Transcribe exactly the lines that begin the material and continue through the line containing "impl From<u32> for". Leave out whatever follows.
☆ ☆ ☆ ☆ ☆
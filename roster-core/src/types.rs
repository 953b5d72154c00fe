//! Domain types for person reconciliation.
//!
//! All types are serializable/deserializable via serde; the registry stores
//! them as YAML and the record store as JSON.

use std::collections::BTreeSet;
use std::fmt;

use chrono::{DateTime, Utc};
use serde::{Deserialize, Serialize};

// ---------------------------------------------------------------------------
// Newtypes
// ---------------------------------------------------------------------------

/// Numeric identifier of an institution (school authority, organization).
#[derive(Debug, Clone, Copy, PartialEq, Eq, PartialOrd, Ord, Hash, Serialize, Deserialize)]
#[serde(transparent)]
pub struct InstitutionId(pub u32);

impl fmt::Display for InstitutionId {
    fn fmt(&self, f: &mut fmt::Formatter<'_>) -> fmt::Result {
        self.0.fmt(f)
    }
}

impl From<u32> for InstitutionId {
    fn from(id: u32) -> Self {
        Self(id)
    }
}

/// Stable cross-system identifier of a person.
#[derive(Debug, Clone, PartialEq, Eq, PartialOrd, Ord, Hash, Serialize, Deserialize)]
#[serde(transparent)]
pub struct SyncKey(pub String);

impl fmt::Display for SyncKey {
    fn fmt(&self, f: &mut fmt::Formatter<'_>) -> fmt::Result {
        self.0.fmt(f)
    }
}

impl From<String> for SyncKey {
    fn from(s: String) -> Self {
        Self(s)
    }
}

impl From<&str> for SyncKey {
    fn from(s: &str) -> Self {
        Self(s.to_owned())
    }
}

impl SyncKey {
    pub fn as_str(&self) -> &str {
        &self.0
    }
}

// ---------------------------------------------------------------------------
// Profiles
// ---------------------------------------------------------------------------

/// Role tags as delivered by the directory. Profiles are kept as strings
/// because the directory may deliver tags this crate does not know about.
pub mod profile {
    pub const STUDENT: &str = "Student";
    pub const STAFF: &str = "Staff";
    pub const ADMINISTRATOR: &str = "Administrator";
}

/// Marker the directory export carries when the source object was deleted.
pub const TOMBSTONE_MARKER: &str = r#"object": null,"#;

// ---------------------------------------------------------------------------
// Person record
// ---------------------------------------------------------------------------

/// Intent flags set by the upstream collector.
#[derive(Debug, Clone, Copy, PartialEq, Eq, Default, Serialize, Deserialize)]
pub struct Intent {
    #[serde(default)]
    pub to_import: bool,
    #[serde(default)]
    pub to_update: bool,
    #[serde(default)]
    pub to_delete: bool,
}

/// Per-field update flags.
///
/// `home_org` and `disable` are carried through storage but never acted on.
#[derive(Debug, Clone, Copy, PartialEq, Eq, Default, Serialize, Deserialize)]
pub struct UpdateFlags {
    #[serde(default)]
    pub first_name: bool,
    #[serde(default)]
    pub last_name: bool,
    #[serde(default)]
    pub username: bool,
    #[serde(default)]
    pub profile: bool,
    #[serde(default)]
    pub email: bool,
    #[serde(default)]
    pub org_memberships: bool,
    #[serde(default)]
    pub group_memberships: bool,
    #[serde(default)]
    pub home_org: bool,
    #[serde(default)]
    pub disable: bool,
}

impl UpdateFlags {
    /// Every supported field flagged; reserved flags stay false.
    pub fn all_supported() -> Self {
        Self {
            first_name: true,
            last_name: true,
            username: true,
            profile: true,
            email: true,
            org_memberships: true,
            group_memberships: true,
            home_org: false,
            disable: false,
        }
    }

    pub fn any(&self) -> bool {
        *self != Self::default()
    }

    pub fn memberships(&self) -> bool {
        self.org_memberships || self.group_memberships
    }
}

/// One directory snapshot row per person per institution.
#[derive(Debug, Clone, PartialEq, Eq, Serialize, Deserialize)]
pub struct PersonRecord {
    pub sync_key: SyncKey,
    pub username: String,
    #[serde(default)]
    pub first_name: String,
    #[serde(default)]
    pub last_name: String,
    #[serde(default)]
    pub email: String,
    #[serde(default)]
    pub profile: String,
    #[serde(default)]
    pub disabled: bool,
    /// JSON object: organization name → role.
    #[serde(default)]
    pub organization_memberships: String,
    /// JSON object: group name → owning organization name.
    #[serde(default)]
    pub group_memberships: String,
    /// Full directory export for this person.
    #[serde(default)]
    pub raw_data: String,
    #[serde(default)]
    pub intent: Intent,
    #[serde(default)]
    pub updates: UpdateFlags,
    #[serde(default)]
    pub success: bool,
    #[serde(default)]
    pub error: bool,
    #[serde(default)]
    pub error_message: String,
    pub updated_at: DateTime<Utc>,
}

impl PersonRecord {
    /// Minimal record with empty payloads and no flags.
    pub fn new(sync_key: impl Into<SyncKey>, username: impl Into<String>) -> Self {
        Self {
            sync_key: sync_key.into(),
            username: username.into(),
            first_name: String::new(),
            last_name: String::new(),
            email: String::new(),
            profile: String::new(),
            disabled: false,
            organization_memberships: String::new(),
            group_memberships: String::new(),
            raw_data: String::new(),
            intent: Intent::default(),
            updates: UpdateFlags::default(),
            success: false,
            error: false,
            error_message: String::new(),
            updated_at: Utc::now(),
        }
    }

    /// The directory export says the source object no longer exists.
    pub fn is_tombstone(&self) -> bool {
        self.raw_data.contains(TOMBSTONE_MARKER)
    }

    pub fn has_payload(&self) -> bool {
        !self.raw_data.is_empty()
    }

    /// Terminal state: exactly one outcome bit set and no field flags left.
    pub fn is_settled(&self) -> bool {
        self.success != self.error && !self.updates.any()
    }
}

// ---------------------------------------------------------------------------
// Institution policy
// ---------------------------------------------------------------------------

/// First-name shortening toggles, applied per profile.
#[derive(Debug, Clone, Copy, PartialEq, Eq, Default, Serialize, Deserialize)]
pub struct FirstNameShortening {
    #[serde(default)]
    pub teacher_one_letter: bool,
    #[serde(default)]
    pub student_one_letter: bool,
    #[serde(default)]
    pub teacher_one_name: bool,
    #[serde(default)]
    pub student_one_name: bool,
}

/// Restricts which organizations are ever propagated downstream.
#[derive(Debug, Clone, PartialEq, Eq, Default, Serialize, Deserialize)]
pub struct OrganizationFilter {
    #[serde(default)]
    pub enabled: bool,
    #[serde(default)]
    pub allowed: BTreeSet<String>,
}

impl OrganizationFilter {
    /// An organization is eligible when no filter is configured or it is
    /// listed in the allowed set.
    pub fn permits(&self, organization: &str) -> bool {
        !self.enabled || self.allowed.contains(organization)
    }
}

/// Per-institution reconciliation policy. Immutable for the duration of a
/// batch and shared read-only across workers.
#[derive(Debug, Clone, PartialEq, Eq, Default, Serialize, Deserialize)]
pub struct InstitutionSyncPolicy {
    #[serde(default)]
    pub admin_override_enabled: bool,
    /// Surnames promoted to Administrator, matched exactly in list order.
    #[serde(default)]
    pub admin_last_names: Vec<String>,
    /// Sync keys exempt from first-name shortening.
    #[serde(default)]
    pub full_first_name_exceptions: BTreeSet<SyncKey>,
    #[serde(default)]
    pub shortening: FirstNameShortening,
    #[serde(default)]
    pub email_sync_disabled: bool,
    #[serde(default)]
    pub disabled_user_sync_enabled: bool,
    #[serde(default)]
    pub organization_filter: OrganizationFilter,
    /// Substring patterns a Staff member's group must match to be kept.
    #[serde(default)]
    pub teacher_group_patterns: Vec<String>,
}

// ---------------------------------------------------------------------------
// Institution
// ---------------------------------------------------------------------------

/// Connection settings for an institution's destination LMS.
#[derive(Debug, Clone, PartialEq, Eq, Serialize, Deserialize)]
pub struct DestinationConfig {
    pub endpoint: String,
    pub username: String,
    /// Name of the environment variable holding the password.
    #[serde(default, skip_serializing_if = "Option::is_none")]
    pub password_env: Option<String>,
    #[serde(default = "default_timeout_secs")]
    pub timeout_secs: u64,
}

fn default_timeout_secs() -> u64 {
    30
}

fn default_enabled() -> bool {
    true
}

/// An institution registered for reconciliation.
#[derive(Debug, Clone, PartialEq, Eq, Serialize, Deserialize)]
pub struct Institution {
    pub id: InstitutionId,
    pub name: String,
    /// Disabled institutions are skipped by every run.
    #[serde(default = "default_enabled")]
    pub enabled: bool,
    pub destination: DestinationConfig,
    #[serde(default)]
    pub policy: InstitutionSyncPolicy,
    pub created_at: DateTime<Utc>,
    pub updated_at: DateTime<Utc>,
}

// ---------------------------------------------------------------------------
// Audit
// ---------------------------------------------------------------------------

/// Flow that produced an audit entry.
#[derive(Debug, Clone, Copy, PartialEq, Eq, Hash, Serialize, Deserialize)]
#[serde(rename_all = "lowercase")]
pub enum AuditAction {
    Import,
    Update,
    Delete,
}

impl fmt::Display for AuditAction {
    fn fmt(&self, f: &mut fmt::Formatter<'_>) -> fmt::Result {
        match self {
            AuditAction::Import => write!(f, "import"),
            AuditAction::Update => write!(f, "update"),
            AuditAction::Delete => write!(f, "delete"),
        }
    }
}

/// Append-only processing audit entry.
#[derive(Debug, Clone, PartialEq, Eq, Serialize, Deserialize)]
pub struct AuditEntry {
    pub username: String,
    pub sync_key: SyncKey,
    pub action: AuditAction,
    pub success: bool,
    #[serde(default)]
    pub error_message: String,
    pub timestamp: DateTime<Utc>,
}

// ---------------------------------------------------------------------------
// Tests
// ---------------------------------------------------------------------------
☆ ☆ ☆ ☆ ☆
▶ Response area
filename roster-core/src/types.rs
repository 953b5d72154c00fe
//! Domain types for person reconciliation.
//!
//! All types are serializable/deserializable via serde; the registry stores
//! them as YAML and the record store as JSON.

use std::collections::BTreeSet;
use std::fmt;

use chrono::{DateTime, Utc};
use serde::{Deserialize, Serialize};

// ---------------------------------------------------------------------------
// Newtypes
// ---------------------------------------------------------------------------

/// Numeric identifier of an institution (school authority, organization).
#[derive(Debug, Clone, Copy, PartialEq, Eq, PartialOrd, Ord, Hash, Serialize, Deserialize)]
#[serde(transparent)]
pub struct InstitutionId(pub u32);

impl fmt::Display for InstitutionId {
    fn fmt(&self, f: &mut fmt::Formatter<'_>) -> fmt::Result {
        self.0.fmt(f)
    }
}

impl From<u32> for InstitutionId {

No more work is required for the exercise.